Start of EXCERPTED DATA

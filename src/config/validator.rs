//! Field-level config validation against a kind's requirement list.
//!
//! Error codes:
//!
//! | Code | Kind         | Meaning                                  |
//! |------|--------------|------------------------------------------|
//! | C001 | missing      | required field absent                    |
//! | C002 | type_mismatch| value has the wrong JSON type            |
//! | C003 | invalid      | value not among the enumerated options   |
//! | C004 | invalid      | numeric value out of bounds              |
//! | C005 | invalid      | string does not match the pattern        |
//! | C006 | invalid      | custom predicate rejected the value      |
//! | C007 | conflict     | mutually exclusive fields both present   |
//! | C008 | conflict     | companion field required but absent      |

use std::panic::{AssertUnwindSafe, catch_unwind};

use serde_json::{Map, Value};
use tracing::debug;

use super::requirement::ConfigRequirement;
use crate::error::{ValidationError, ValidationErrorKind};

/// Why a single value was rejected.
#[derive(Debug, Clone, PartialEq)]
pub struct FieldIssue {
    pub code: &'static str,
    pub kind: ValidationErrorKind,
    pub message: String,
}

impl FieldIssue {
    fn new(code: &'static str, kind: ValidationErrorKind, message: impl Into<String>) -> Self {
        FieldIssue {
            code,
            kind,
            message: message.into(),
        }
    }
}

pub struct ConfigValidator;

impl ConfigValidator {
    /// All errors in requirement declaration order. Empty means accepted.
    pub fn validate(
        component: &str,
        config: &Map<String, Value>,
        requirements: &[ConfigRequirement],
    ) -> Vec<ValidationError> {
        let mut errors = Vec::new();

        for req in requirements {
            match present(config, &req.name) {
                None => {
                    if req.is_required(config) {
                        errors.push(ValidationError {
                            code: "C001",
                            component: component.to_string(),
                            field: req.name.clone(),
                            kind: ValidationErrorKind::Missing,
                            message: format!("required {} field '{}' is missing", req.field_type, req.name),
                            suggestion: req.suggestion(),
                            companion: None,
                        });
                    }
                }
                Some(value) => {
                    if let Err(issue) = Self::check_value(req, value) {
                        errors.push(ValidationError {
                            code: issue.code,
                            component: component.to_string(),
                            field: req.name.clone(),
                            kind: issue.kind,
                            message: issue.message,
                            suggestion: req.suggestion(),
                            companion: None,
                        });
                    }
                    for other in &req.conflicts_with {
                        if present(config, other).is_some() {
                            errors.push(ValidationError {
                                code: "C007",
                                component: component.to_string(),
                                field: req.name.clone(),
                                kind: ValidationErrorKind::Conflict,
                                message: format!("'{}' cannot be set together with '{}'", req.name, other),
                                suggestion: Some(format!("remove '{}' or '{}'", req.name, other)),
                                companion: None,
                            });
                        }
                    }
                    for companion in &req.requires {
                        if present(config, companion).is_none() {
                            errors.push(ValidationError {
                                code: "C008",
                                component: component.to_string(),
                                field: req.name.clone(),
                                kind: ValidationErrorKind::Conflict,
                                message: format!("'{}' requires '{}' to be set", req.name, companion),
                                suggestion: requirements
                                    .iter()
                                    .find(|r| &r.name == companion)
                                    .and_then(ConfigRequirement::suggestion),
                                companion: Some(companion.clone()),
                            });
                        }
                    }
                }
            }
        }

        if !errors.is_empty() {
            debug!(component, count = errors.len(), "config validation failed");
        }
        errors
    }

    /// Type, options, bounds, pattern and predicate checks on one value.
    pub fn check_value(req: &ConfigRequirement, value: &Value) -> Result<(), FieldIssue> {
        if !req.field_type.matches(value) {
            return Err(FieldIssue::new(
                "C002",
                ValidationErrorKind::TypeMismatch,
                format!("'{}' must be {}, got {}", req.name, req.field_type, json_type(value)),
            ));
        }

        if !req.options.is_empty() && !req.options.contains(value) {
            let opts: Vec<String> = req.options.iter().map(Value::to_string).collect();
            return Err(FieldIssue::new(
                "C003",
                ValidationErrorKind::Invalid,
                format!("'{}' must be one of [{}], got {}", req.name, opts.join(", "), value),
            ));
        }

        if let Some(n) = value.as_f64() {
            let below = req.min.is_some_and(|lo| n < lo);
            let above = req.max.is_some_and(|hi| n > hi);
            if below || above {
                return Err(FieldIssue::new(
                    "C004",
                    ValidationErrorKind::Invalid,
                    format!("'{}' is out of range: {}", req.name, bounds_text(req.min, req.max, n)),
                ));
            }
        }

        if let (Some(compiled), Some(s)) = (req.pattern_regex(), value.as_str()) {
            let pattern = req.pattern.as_deref().unwrap_or_default();
            match compiled {
                Ok(re) if re.is_match(s) => {}
                Ok(_) => {
                    return Err(FieldIssue::new(
                        "C005",
                        ValidationErrorKind::Invalid,
                        format!("'{}' value '{}' does not match /{}/", req.name, s, pattern),
                    ));
                }
                Err(e) => {
                    return Err(FieldIssue::new(
                        "C005",
                        ValidationErrorKind::Invalid,
                        format!("'{}' has an unusable pattern: {}", req.name, e),
                    ));
                }
            }
        }

        if let Some(predicate) = &req.validator {
            let outcome = catch_unwind(AssertUnwindSafe(|| predicate(value)));
            let rejection = match outcome {
                Ok(Ok(true)) => None,
                Ok(Ok(false)) => Some(format!("'{}' rejected by custom check", req.name)),
                Ok(Err(reason)) => Some(format!("'{}' rejected: {}", req.name, reason)),
                Err(_) => Some(format!("'{}' custom check panicked", req.name)),
            };
            if let Some(message) = rejection {
                return Err(FieldIssue::new("C006", ValidationErrorKind::Invalid, message));
            }
        }

        Ok(())
    }
}

/// `null` counts as absent.
fn present<'a>(config: &'a Map<String, Value>, key: &str) -> Option<&'a Value> {
    config.get(key).filter(|v| !v.is_null())
}

fn json_type(value: &Value) -> &'static str {
    match value {
        Value::Null => "null",
        Value::Bool(_) => "boolean",
        Value::Number(n) if n.is_f64() => "number",
        Value::Number(_) => "integer",
        Value::String(_) => "string",
        Value::Array(_) => "array",
        Value::Object(_) => "object",
    }
}

fn bounds_text(min: Option<f64>, max: Option<f64>, got: f64) -> String {
    match (min, max) {
        (Some(lo), Some(hi)) => format!("expected {}..={}, got {}", lo, hi, got),
        (Some(lo), None) => format!("expected at least {}, got {}", lo, got),
        (None, Some(hi)) => format!("expected at most {}, got {}", hi, got),
        (None, None) => format!("got {}", got),
    }
}

#[cfg(test)]
mod tests {
    use super::*;
    use crate::config::FieldType;
    use serde_json::json;

    fn config(v: Value) -> Map<String, Value> {
        v.as_object().cloned().unwrap_or_default()
    }

    #[test]
    fn test_missing_required_carries_suggestion() {
        let reqs = vec![
            ConfigRequirement::new("port", FieldType::Integer)
                .required()
                .default_value(8080),
        ];
        let errors = ConfigValidator::validate("api", &Map::new(), &reqs);
        assert_eq!(errors.len(), 1);
        assert_eq!(errors[0].code, "C001");
        assert_eq!(errors[0].kind, ValidationErrorKind::Missing);
        assert_eq!(errors[0].suggestion.as_deref(), Some("set 'port', default is 8080"));
    }

    #[test]
    fn test_errors_follow_declaration_order() {
        let reqs = vec![
            ConfigRequirement::new("b", FieldType::String).required(),
            ConfigRequirement::new("a", FieldType::Integer).min(1.0).max(10.0),
        ];
        let errors = ConfigValidator::validate("c", &config(json!({"a": 42})), &reqs);
        let fields: Vec<&str> = errors.iter().map(|e| e.field.as_str()).collect();
        assert_eq!(fields, vec!["b", "a"]);
        assert_eq!(errors[1].code, "C004");
    }

    #[test]
    fn test_options_and_pattern() {
        let engine = ConfigRequirement::new("engine", FieldType::String).options(["postgresql", "redis"]);
        assert_eq!(
            ConfigValidator::check_value(&engine, &json!("oracle")).map_err(|i| i.code),
            Err("C003")
        );

        let route = ConfigRequirement::new("route_prefix", FieldType::String).pattern("/[a-z/]*");
        assert!(ConfigValidator::check_value(&route, &json!("/api/v1")).is_err());
        assert!(ConfigValidator::check_value(&route, &json!("/api/")).is_ok());
        // anchored: a matching substring is not enough
        assert!(ConfigValidator::check_value(&route, &json!("x/api")).is_err());
    }

    #[test]
    fn test_predicate_panic_becomes_failure() {
        let req = ConfigRequirement::new("n", FieldType::Integer).validator(|v| {
            if v.as_i64() == Some(13) {
                panic!("unlucky");
            }
            Err("always bad".to_string())
        });
        let issue = ConfigValidator::check_value(&req, &json!(13)).unwrap_err();
        assert_eq!(issue.code, "C006");
        assert!(issue.message.contains("panicked"));

        let issue = ConfigValidator::check_value(&req, &json!(1)).unwrap_err();
        assert!(issue.message.contains("always bad"));
    }

    #[test]
    fn test_conflicts_and_requires() {
        let reqs = vec![
            ConfigRequirement::new("ttl_seconds", FieldType::Integer).conflicts_with("no_expiry"),
            ConfigRequirement::new("no_expiry", FieldType::Boolean),
            ConfigRequirement::new("tls_cert_path", FieldType::String).requires("tls_key_path"),
            ConfigRequirement::new("tls_key_path", FieldType::String).example("certs/server.key"),
        ];
        let cfg = config(json!({
            "ttl_seconds": 60,
            "no_expiry": true,
            "tls_cert_path": "certs/server.crt"
        }));
        let errors = ConfigValidator::validate("cache", &cfg, &reqs);
        assert_eq!(errors.len(), 2);
        assert_eq!(errors[0].code, "C007");
        assert_eq!(errors[1].code, "C008");
        assert_eq!(errors[1].target_field(), "tls_key_path");
        assert_eq!(
            errors[1].suggestion.as_deref(),
            Some("set 'tls_key_path', e.g. certs/server.key")
        );
    }

    #[test]
    fn test_null_counts_as_missing() {
        let reqs = vec![ConfigRequirement::new("topic", FieldType::String).required()];
        let errors = ConfigValidator::validate("q", &config(json!({"topic": null})), &reqs);
        assert_eq!(errors[0].kind, ValidationErrorKind::Missing);
    }
}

End of EXCERPTED DATA

PROBLEM
If a line of the records above holds the string "AssertUnwindSafe", count it; then state only how many such lines there are.

SOLUTION FOR THIS PROBLEM
2